The task: When a line of the entries below contains "before", it counts once; state how many such lines there are and nothing else.

Saved data entries:
----

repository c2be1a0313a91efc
//! Infrastructure layer - database bootstrap and state construction.

pub mod db;
pub mod state;
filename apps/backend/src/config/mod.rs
pub mod app;

pub use app::{AppConfig, RuntimeEnv};
pub use sea_orm_migration::prelude::*;
use sea_orm_migration::sea_orm::Statement;
pub use sea_orm_migration::sea_orm;
pub use sea_orm_migration::sea_orm::{ConnectionTrait, DatabaseConnection};

mod m20261018_000001_init; // keep filename + module name in sync

pub struct Migrator;

#[async_trait::async_trait]
impl MigratorTrait for Migrator {
    fn migrations() -> Vec<Box<dyn MigrationTrait>> {
        vec![Box::new(m20261018_000001_init::Migration)]
    }
}

#[derive(Debug, Clone, Copy, PartialEq, Eq)]
pub enum MigrationCommand {
    Up,
    Down,
    Fresh,
    Reset,
    Refresh,
    Status,
}

/// Run a migration command against an already-open connection.
/// Used by the CLI, the server bootstrap and tests.
pub async fn migrate(db: &DatabaseConnection, command: MigrationCommand) -> Result<(), DbErr> {
    let before = get_db_diagnostics(db).await?;

    tracing::info!(
        command = ?command,
        backend = %before.backend,
        database = %before.name,
        defined = before.defined_migrations_count,
        applied = before.mig_count,
        "migration_started"
    );

    let result = match command {
        MigrationCommand::Up => Migrator::up(db, None).await,
        MigrationCommand::Down => Migrator::down(db, None).await,
        MigrationCommand::Fresh => Migrator::fresh(db).await,
        MigrationCommand::Reset => Migrator::reset(db).await,
        MigrationCommand::Refresh => Migrator::refresh(db).await,
        MigrationCommand::Status => Migrator::status(db).await,
    };

    match result {
        Ok(()) => {
            if command != MigrationCommand::Status {
                let after = get_db_diagnostics(db).await?;
                tracing::info!(
                    command = ?command,
                    applied = after.mig_count,
                    "migration_finished"
                );
            }
            Ok(())
        }
        Err(e) => {
            tracing::error!(command = ?command, error = %e, "migration_failed");
            Err(e)
        }
    }
}

#[derive(Debug)]
struct DbDiagnostics {
    backend: String,
    name: String,
    mig_count: usize,
    defined_migrations_count: usize,
}

async fn get_db_diagnostics(db: &DatabaseConnection) -> Result<DbDiagnostics, DbErr> {
    let backend = format!("{:?}", db.get_database_backend());

    let name = match db.get_database_backend() {
        sea_orm_migration::sea_orm::DatabaseBackend::Postgres => {
            let stmt = Statement::from_string(
                db.get_database_backend(),
                String::from("select current_database() as name"),
            );
            match db.query_one(stmt).await? {
                Some(row) => row.try_get("", "name")?,
                None => "<unknown>".to_string(),
            }
        }
        sea_orm_migration::sea_orm::DatabaseBackend::Sqlite => {
            let stmt = Statement::from_string(
                db.get_database_backend(),
                String::from("SELECT file FROM pragma_database_list WHERE name = 'main'"),
            );
            match db.query_one(stmt).await? {
                Some(row) => match row.try_get::<String>("", "file") {
                    Ok(file) if file.is_empty() => ":memory:".to_string(),
                    Ok(file) => file,
                    Err(_) => "<unknown>".to_string(),
                },
                None => "<unknown>".to_string(),
            }
        }
        _ => "<unsupported>".to_string(),
    };

    Ok(DbDiagnostics {
        backend,
        name,
        mig_count: count_applied_migrations(db).await.unwrap_or(0),
        defined_migrations_count: Migrator::migrations().len(),
    })
}

/// Count the migrations applied to the database.
/// Returns 0 if the migration table doesn't exist yet.
pub async fn count_applied_migrations(db: &DatabaseConnection) -> Result<usize, DbErr> {
    match Migrator::get_applied_migrations(db).await {
        Ok(migrations) => Ok(migrations.len()),
        Err(DbErr::Exec(_)) => Ok(0),
        Err(e) => Err(e),
    }
}

/// Name of the latest applied migration, if any.
pub async fn get_latest_migration_version(
    db: &DatabaseConnection,
) -> Result<Option<String>, DbErr> {
    match Migrator::get_applied_migrations(db).await {
        Ok(migrations) => Ok(migrations.last().map(|m| m.name().to_string())),
        Err(DbErr::Exec(_)) => Ok(None),
        Err(e) => Err(e),
    }
}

----

Reply: 5